***** Provided information *****

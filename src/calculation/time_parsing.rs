//! Wall-clock time parsing.
//!
//! Converts "HH:MM" strings into fractional hours since midnight, the unit
//! every segment bound is expressed in.

use chrono::{NaiveTime, Timelike};
use rust_decimal::Decimal;

use crate::error::{EngineError, EngineResult};

/// Number of hours in a day; "24:00" is the latest accepted time.
pub const HOURS_PER_DAY: u32 = 24;

const MINUTES_PER_HOUR: u32 = 60;

/// `NaiveTime` stops at 23:59:59, so the end-of-day bound is matched as text.
const END_OF_DAY: &str = "24:00";

const TIME_FORMAT: &str = "%H:%M";

/// Splits an "HH:MM" string into its hour and minute parts.
///
/// One- or two-digit hours are accepted ("9:30" and "09:30" are equal).
/// "24:00" is accepted as the end-of-day bound.
///
/// # Errors
///
/// Returns [`EngineError::InvalidTime`] if the string is not an "HH:MM"
/// time between 00:00 and 24:00.
///
/// # Example
///
/// ```
/// use pay_engine::calculation::parse_time;
///
/// assert_eq!(parse_time("16:45").unwrap(), (16, 45));
/// assert!(parse_time("16.45").is_err());
/// ```
pub fn parse_time(value: &str) -> EngineResult<(u32, u32)> {
    let trimmed = value.trim();
    if trimmed == END_OF_DAY {
        return Ok((HOURS_PER_DAY, 0));
    }

    let time = NaiveTime::parse_from_str(trimmed, TIME_FORMAT).map_err(|err| {
        EngineError::InvalidTime {
            value: value.to_string(),
            message: format!("expected HH:MM between 00:00 and 24:00 ({})", err),
        }
    })?;

    Ok((time.hour(), time.minute()))
}

/// Converts an "HH:MM" string to fractional hours (hours + minutes / 60).
///
/// # Example
///
/// ```
/// use pay_engine::calculation::time_in_hours;
/// use rust_decimal::Decimal;
///
/// assert_eq!(time_in_hours("16:30").unwrap(), Decimal::new(165, 1));
/// assert_eq!(time_in_hours("24:00").unwrap(), Decimal::from(24));
/// ```
pub fn time_in_hours(value: &str) -> EngineResult<Decimal> {
    let (hours, minutes) = parse_time(value)?;
    Ok(Decimal::from(hours) + Decimal::from(minutes) / Decimal::from(MINUTES_PER_HOUR))
}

*****

Problem to solve: Return all of the entries above exactly as they stand.

Exercise output:
filename src/calculation/time_parsing.rs
//! Wall-clock time parsing.
//!
//! Converts "HH:MM" strings into fractional hours since midnight, the unit
//! every segment bound is expressed in.

use chrono::{NaiveTime, Timelike};
use rust_decimal::Decimal;

use crate::error::{EngineError, EngineResult};

/// Number of hours in a day; "24:00" is the latest accepted time.
pub const HOURS_PER_DAY: u32 = 24;

const MINUTES_PER_HOUR: u32 = 60;

/// `NaiveTime` stops at 23:59:59, so the end-of-day bound is matched as text.
const END_OF_DAY: &str = "24:00";

const TIME_FORMAT: &str = "%H:%M";

/// Splits an "HH:MM" string into its hour and minute parts.
///
/// One- or two-digit hours are accepted ("9:30" and "09:30" are equal).
/// "24:00" is accepted as the end-of-day bound.
///
/// # Errors
///
/// Returns [`EngineError::InvalidTime`] if the string is not an "HH:MM"
/// time between 00:00 and 24:00.
///
/// # Example
///
/// ```
/// use pay_engine::calculation::parse_time;
///
/// assert_eq!(parse_time("16:45").unwrap(), (16, 45));
/// assert!(parse_time("16.45").is_err());
/// ```
pub fn parse_time(value: &str) -> EngineResult<(u32, u32)> {
    let trimmed = value.trim();
    if trimmed == END_OF_DAY {
        return Ok((HOURS_PER_DAY, 0));
    }

    let time = NaiveTime::parse_from_str(trimmed, TIME_FORMAT).map_err(|err| {
        EngineError::InvalidTime {
            value: value.to_string(),
            message: format!("expected HH:MM between 00:00 and 24:00 ({})", err),
        }
    })?;

    Ok((time.hour(), time.minute()))
}

/// Converts an "HH:MM" string to fractional hours (hours + minutes / 60).
///
/// # Example
///
/// ```
/// use pay_engine::calculation::time_in_hours;
/// use rust_decimal::Decimal;
///
/// assert_eq!(time_in_hours("16:30").unwrap(), Decimal::new(165, 1));
/// assert_eq!(time_in_hours("24:00").unwrap(), Decimal::from(24));
/// ```
pub fn time_in_hours(value: &str) -> EngineResult<Decimal> {
    let (hours, minutes) = parse_time(value)?;
    Ok(Decimal::from(hours) + Decimal::from(minutes) / Decimal::from(MINUTES_PER_HOUR))
}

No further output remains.